Start of Data for this exercise

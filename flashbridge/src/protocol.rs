//! Client message protocol.
//!
//! Clients exchange JSON objects tagged with a `type` field. A
//! [`ClientSession`] turns requests into catalog/broker calls and forwards the
//! broker's events for its subscriber id as [`ServerMessage`]s.
//!
//! | Request       | Fields              | Answered by                     |
//! |---------------|---------------------|---------------------------------|
//! | `list_ports`  |                     | `ports`                         |
//! | `connect`     | `port`, `baudRate`? | `connected` / `connection_error`|
//! | `disconnect`  | `port`              | `disconnected`                  |
//! | `send_data`   | `port`, `data`      | (nothing) / `error`             |
//! | `ping`        |                     | `pong`                          |

use std::fmt::Write as _;
use std::sync::Arc;

use log::{debug, warn};
use serde::{Deserialize, Serialize};
use tokio::sync::mpsc;
use tokio::task::JoinHandle;

use crate::broker::{DEFAULT_BAUD, SerialBroker, SerialEvent, SubscriberId, timestamp_millis};
use crate::catalog::PortCatalog;
use crate::device::DetectedPort;

/// Request sent by a client.
#[derive(Debug, Clone, PartialEq, Eq, Deserialize)]
#[serde(tag = "type", rename_all = "snake_case")]
pub enum ClientRequest {
    /// Enumerate ports.
    ListPorts,
    /// Subscribe to a port.
    Connect {
        /// Port name.
        port: String,
        /// Requested rate; the broker default when absent.
        #[serde(rename = "baudRate", default)]
        baud_rate: Option<u32>,
    },
    /// Unsubscribe from a port.
    Disconnect {
        /// Port name.
        port: String,
    },
    /// Write text to a port.
    SendData {
        /// Port name.
        port: String,
        /// Text written as-is.
        data: String,
    },
    /// Liveness check.
    Ping,
}

impl ClientRequest {
    /// Parse one JSON message.
    pub fn parse(text: &str) -> Result<Self, String> {
        serde_json::from_str(text).map_err(|e| format!("Invalid message: {e}"))
    }
}

/// Message sent to a client.
#[derive(Debug, Clone, PartialEq, Eq, Serialize)]
#[serde(tag = "type", rename_all = "snake_case")]
pub enum ServerMessage {
    /// Port listing.
    Ports {
        /// Ports found, sorted.
        list: Vec<DetectedPort>,
        /// Discovery failure, when the list is empty because of it.
        #[serde(skip_serializing_if = "Option::is_none")]
        error: Option<String>,
    },
    /// Subscription is live at the effective rate.
    Connected {
        /// Port name.
        port: String,
        /// Rate the port actually runs at.
        #[serde(rename = "baudRate")]
        baud_rate: u32,
    },
    /// Subscription ended.
    Disconnected {
        /// Port name.
        port: String,
    },
    /// One line of serial output.
    SerialData {
        /// Port name.
        port: String,
        /// Line without its terminator.
        data: String,
        /// Read time in milliseconds since the Unix epoch.
        timestamp: u64,
    },
    /// One raw chunk of serial output.
    SerialDataRaw {
        /// Port name.
        port: String,
        /// Chunk decoded as lossy UTF-8.
        data: String,
        /// Chunk as lowercase hex.
        #[serde(rename = "dataHex")]
        data_hex: String,
        /// Read time in milliseconds since the Unix epoch.
        timestamp: u64,
    },
    /// Open, read or write failure on a port.
    ConnectionError {
        /// Port name.
        port: String,
        /// Error text.
        error: String,
    },
    /// The port was taken over for programming.
    ForcedDisconnect {
        /// Port name.
        port: String,
    },
    /// Reply to `ping`.
    Pong {
        /// Server time in milliseconds since the Unix epoch.
        timestamp: u64,
    },
    /// Malformed or failed request.
    Error {
        /// Human-readable reason.
        message: String,
    },
}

End of Data for this exercise

* What you need to do:
Word for word, transcribe each record.

* Solution for this task:
filename flashbridge/src/protocol.rs
//! Client message protocol.
//!
//! Clients exchange JSON objects tagged with a `type` field. A
//! [`ClientSession`] turns requests into catalog/broker calls and forwards the
//! broker's events for its subscriber id as [`ServerMessage`]s.
//!
//! | Request       | Fields              | Answered by                     |
//! |---------------|---------------------|---------------------------------|
//! | `list_ports`  |                     | `ports`                         |
//! | `connect`     | `port`, `baudRate`? | `connected` / `connection_error`|
//! | `disconnect`  | `port`              | `disconnected`                  |
//! | `send_data`   | `port`, `data`      | (nothing) / `error`             |
//! | `ping`        |                     | `pong`                          |

use std::fmt::Write as _;
use std::sync::Arc;

use log::{debug, warn};
use serde::{Deserialize, Serialize};
use tokio::sync::mpsc;
use tokio::task::JoinHandle;

use crate::broker::{DEFAULT_BAUD, SerialBroker, SerialEvent, SubscriberId, timestamp_millis};
use crate::catalog::PortCatalog;
use crate::device::DetectedPort;

/// Request sent by a client.
#[derive(Debug, Clone, PartialEq, Eq, Deserialize)]
#[serde(tag = "type", rename_all = "snake_case")]
pub enum ClientRequest {
    /// Enumerate ports.
    ListPorts,
    /// Subscribe to a port.
    Connect {
        /// Port name.
        port: String,
        /// Requested rate; the broker default when absent.
        #[serde(rename = "baudRate", default)]
        baud_rate: Option<u32>,
    },
    /// Unsubscribe from a port.
    Disconnect {
        /// Port name.
        port: String,
    },
    /// Write text to a port.
    SendData {
        /// Port name.
        port: String,
        /// Text written as-is.
        data: String,
    },
    /// Liveness check.
    Ping,
}

impl ClientRequest {
    /// Parse one JSON message.
    pub fn parse(text: &str) -> Result<Self, String> {
        serde_json::from_str(text).map_err(|e| format!("Invalid message: {e}"))
    }
}

/// Message sent to a client.
#[derive(Debug, Clone, PartialEq, Eq, Serialize)]
#[serde(tag = "type", rename_all = "snake_case")]
pub enum ServerMessage {
    /// Port listing.
    Ports {
        /// Ports found, sorted.
        list: Vec<DetectedPort>,
        /// Discovery failure, when the list is empty because of it.
        #[serde(skip_serializing_if = "Option::is_none")]
        error: Option<String>,
    },
    /// Subscription is live at the effective rate.
    Connected {
        /// Port name.
        port: String,
        /// Rate the port actually runs at.
        #[serde(rename = "baudRate")]
        baud_rate: u32,
    },
    /// Subscription ended.
    Disconnected {
        /// Port name.
        port: String,
    },
    /// One line of serial output.
    SerialData {
        /// Port name.
        port: String,
        /// Line without its terminator.
        data: String,
        /// Read time in milliseconds since the Unix epoch.
        timestamp: u64,
    },
    /// One raw chunk of serial output.
    SerialDataRaw {
        /// Port name.
        port: String,
        /// Chunk decoded as lossy UTF-8.
        data: String,
        /// Chunk as lowercase hex.
        #[serde(rename = "dataHex")]
        data_hex: String,
        /// Read time in milliseconds since the Unix epoch.
        timestamp: u64,
    },
    /// Open, read or write failure on a port.
    ConnectionError {
        /// Port name.
        port: String,
        /// Error text.
        error: String,
    },
    /// The port was taken over for programming.
    ForcedDisconnect {
        /// Port name.
        port: String,
    },
    /// Reply to `ping`.
    Pong {
        /// Server time in milliseconds since the Unix epoch.
        timestamp: u64,
    },
    /// Malformed or failed request.
    Error {
        /// Human-readable reason.
        message: String,
    },
}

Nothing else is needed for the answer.